On June 23, 2011, the Supreme Court decided Sorrell v. IMS Health Inc., No. 10-779, holding that Vermont's justifications for a law limiting the sale and use of prescriber-identifying information did not withstand heightened scrutiny.

Vermont's Prescription Confidentiality Law, Vt. Stat. Ann., Tit. 18, § 4631(d), provides that, absent a drug prescriber's consent, prescriber-identifying information may not be sold by pharmacies and similar entities, disclosed by those entities for marketing purposes, or used for marketing by pharmaceutical manufacturers. The law hindered a process called "detailing," which pharmaceutical manufacturers use to promote their drugs to doctors. As part of the process, pharmacies that receive "prescriber-identifying information" sell such information to data miners, who in turn lease reports on prescriber behavior to pharmaceutical manufacturers. "Detailers" employed by the manufacturers then use the reports to better market drugs to doctors.

Data miners and an association of brand-name drug manufacturers sought declaratory and injunctive relief against state officials, contending that the law violated their free speech rights under the First Amendment. The district court denied relief, but the Second Circuit reversed, finding an unconstitutional burden on speech without adequate justification.      

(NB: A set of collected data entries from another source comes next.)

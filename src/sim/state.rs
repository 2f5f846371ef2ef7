//! Game state and core simulation types
//!
//! Everything a session owns lives in [`GameState`]: the player, the three
//! entity collections, the session clock and the spawn/fire/score timers.

use glam::Vec2;
use serde::{Deserialize, Serialize};

use super::score::ScoreBridge;
use crate::consts::*;
use crate::palette;
use crate::tuning::Tuning;

/// Current phase of the game
#[derive(Debug, Clone, Copy, PartialEq, Eq, Serialize, Deserialize)]
pub enum GamePhase {
    /// Waiting on the menu screen
    Menu,
    /// Active gameplay; the only phase in which ticks advance
    Playing,
    /// Run ended
    GameOver,
}

/// Something the host should know about after a tick
#[derive(Debug, Clone, PartialEq, Serialize, Deserialize)]
pub enum GameEvent {
    EnemySpawned { id: u32, x: f32 },
    BulletFired { id: u32 },
    /// An enemy was shot down
    EnemyDestroyed { id: u32, bullet: u32 },
    /// An enemy rammed the player
    PlayerHit { enemy: u32, hp: i32 },
    /// New externally visible score
    ScorePublished { score: u64 },
    /// Fired once per session, on the tick hp first reaches zero
    GameOver { final_score: u64 },
}

/// A rectangular entity: player, enemy, bullet or particle body
#[derive(Debug, Clone, PartialEq, Serialize, Deserialize)]
pub struct Entity {
    pub id: u32,
    /// Top-left corner
    pub pos: Vec2,
    pub size: Vec2,
    /// Displacement per tick
    pub speed: f32,
    pub color: [f32; 4],
    /// Zero or below means "remove after this tick"
    pub hp: i32,
}

impl Entity {
    /// An enemy entering just above the top edge
    pub fn enemy(id: u32, x: f32, speed: f32) -> Self {
        Self {
            id,
            pos: Vec2::new(x, -ENEMY_SIZE),
            size: Vec2::splat(ENEMY_SIZE),
            speed,
            color: palette::ENEMY,
            hp: 1,
        }
    }

    /// A bullet whose top edge sits at `pos.y`, horizontally centered on `center_x`
    pub fn bullet(id: u32, center_x: f32, top: f32, speed: f32) -> Self {
        Self {
            id,
            pos: Vec2::new(center_x - BULLET_SIZE / 2.0, top),
            size: Vec2::new(BULLET_SIZE, BULLET_LENGTH),
            speed,
            color: palette::BULLET,
            hp: 1,
        }
    }

    #[inline]
    pub fn center(&self) -> Vec2 {
        self.pos + self.size * 0.5
    }

    #[inline]
    pub fn is_alive(&self) -> bool {
        self.hp > 0
    }
}

/// The player's craft
#[derive(Debug, Clone, PartialEq, Serialize, Deserialize)]
pub struct Player {
    pub ship: Entity,
    /// Internal score; only ever increased by kills
    pub score: u64,
}

impl Player {
    pub fn new(hp: i32) -> Self {
        Self {
            ship: Entity {
                id: 0,
                pos: Vec2::new(PLAYER_START_X, PLAYER_START_Y),
                size: Vec2::splat(PLAYER_SIZE),
                speed: 0.0,
                color: palette::PLAYER,
                hp,
            },
            score: 0,
        }
    }
}

/// A cosmetic explosion fragment
#[derive(Debug, Clone, PartialEq, Serialize, Deserialize)]
pub struct Particle {
    pub body: Entity,
    pub vel: Vec2,
    /// 1.0 at birth, removed at zero
    pub life: f32,
    pub max_life: f32,
}

impl Particle {
    pub fn new(id: u32, pos: Vec2, vel: Vec2, color: [f32; 4]) -> Self {
        Self {
            body: Entity {
                id,
                pos,
                size: Vec2::splat(PARTICLE_SIZE),
                speed: 0.0,
                color,
                hp: 1,
            },
            vel,
            life: 1.0,
            max_life: 1.0,
        }
    }

    /// Remaining life as an opacity in [0, 1]
    pub fn alpha(&self) -> f32 {
        if self.max_life <= 0.0 {
            return 0.0;
        }
        (self.life / self.max_life).clamp(0.0, 1.0)
    }
}

/// Complete session state
#[derive(Debug, Clone, PartialEq, Serialize, Deserialize)]
pub struct GameState {
    pub tuning: Tuning,
    pub phase: GamePhase,
    /// Session clock (sum of tick deltas)
    pub time_ms: f64,
    /// Ticks run this session
    pub time_ticks: u64,
    pub player: Player,
    pub enemies: Vec<Entity>,
    pub bullets: Vec<Entity>,
    pub particles: Vec<Particle>,
    /// Session time of the last enemy spawn
    pub last_spawn_ms: Option<f64>,
    /// Session time of the last shot
    pub last_shot_ms: Option<f64>,
    pub score_bridge: ScoreBridge,
    /// Sessions started since creation
    pub sessions: u32,
    next_id: u32,
}

impl Default for GameState {
    fn default() -> Self {
        Self::new(Tuning::default())
    }
}

impl GameState {
    /// A fresh state sitting on the menu
    pub fn new(tuning: Tuning) -> Self {
        Self {
            phase: GamePhase::Menu,
            time_ms: 0.0,
            time_ticks: 0,
            player: Player::new(tuning.player_hp),
            enemies: Vec::new(),
            bullets: Vec::new(),
            particles: Vec::new(),
            last_spawn_ms: None,
            last_shot_ms: None,
            score_bridge: ScoreBridge::new(tuning.score_sync_interval_ms),
            sessions: 0,
            next_id: 1,
            tuning,
        }
    }

    /// Allocate a new entity ID (0 is the player)
    pub fn next_entity_id(&mut self) -> u32 {
        let id = self.next_id;
        self.next_id = self.next_id.wrapping_add(1).max(1);
        id
    }

    /// Reset everything and enter `Playing`. Restarting never resumes.
    pub fn start_session(&mut self) {
        self.player = Player::new(self.tuning.player_hp);
        self.enemies.clear();
        self.bullets.clear();
        self.particles.clear();
        self.time_ms = 0.0;
        self.time_ticks = 0;
        self.last_spawn_ms = None;
        self.last_shot_ms = None;
        self.score_bridge = ScoreBridge::new(self.tuning.score_sync_interval_ms);
        self.next_id = 1;
        self.sessions += 1;
        self.phase = GamePhase::Playing;

        log::info!("Session {} started (hp {})", self.sessions, self.player.ship.hp);
    }

    /// Return to the menu from `Playing` or `GameOver`. Entity collections
    /// are left untouched. Returns the final score if the bridge still owed
    /// it to the host.
    pub fn stop_session(&mut self) -> Option<u64> {
        match self.phase {
            GamePhase::Playing => log::info!(
                "Session {} stopped after {} ticks, score {}",
                self.sessions,
                self.time_ticks,
                self.player.score
            ),
            GamePhase::GameOver => log::debug!("Leaving game over for the menu"),
            GamePhase::Menu => {}
        }
        self.phase = GamePhase::Menu;
        self.score_bridge.flush(self.player.score, self.time_ms)
    }

    pub fn is_playing(&self) -> bool {
        self.phase == GamePhase::Playing
    }

    /// Score as last shown to the outside
    pub fn published_score(&self) -> u64 {
        self.score_bridge.published()
    }
}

The Supreme Court affirmed, even as it acknowledged that "[t]he capacity of technology to find and publish personal information . . . presents serious and unresolved issues with respect to personal privacy and the dignity it seeks to secure."

The Court first held that the statute imposed content- and speaker-based burdens on protected expression—it disfavored marketing as well as detailers engaged in marketing—and was thus subject to heightened scrutiny. In so holding, it rejected Vermont's arguments that the statute was a mere commercial regulation, that it was akin to a restriction on access to government-held information, and that it regulated conduct rather than speech. The Court held that "information is speech," so that government cannot ban or regulate the sale of information with the same discretion that it could regulate the sale of goods like beef jerky.

The Court then held that the statute did not withstand heightened scrutiny—indeed, that it would not withstand even a special commercial speech inquiry. Vermont argued that the statute (1) was necessary to protect medical privacy, including physician confidentiality, avoidance of harassment and the integrity of the doctor-patient relationship and (2) was integral to the achievement of certain health-care related policies. The Court assumed that these might be legitimate governmental interests, yet found the statute was not designed to advance them. As to the first, it noted that pharmacies could share prescriber-identifying information with anyone for any reason except for marketing, which undercut Vermont's claim that the statute protected physician confidentiality. Likewise, the Court held that the statute was not necessary to help physicians avoid harassment, as they could simply decline to meet with detailers. As for the potential that detailers might impact treatment decisions, the Court held that the mere fear that speech might persuade is not a lawful basis to quiet it.

For similar reasons, the Court also found that the statute did not permissibly advance Vermont's second interest—achieving certain health-care related policies. Vermont sought to diminish detailers' ability to influence prescription decisions, but the Court held that the possibility that people will make bad decisions if given truthful information cannot justify content-based burdens on speech, especially when the audience consists of sophisticated and experienced physicians.

Justice Kennedy delivered the opinion of the Court, in which Chief Justice Roberts and Justices Scalia, Thomas, Alito, and Sotomayor joined. Justice Breyer filed a dissenting opinion, in which Justices Ginsburg and Kagan joined.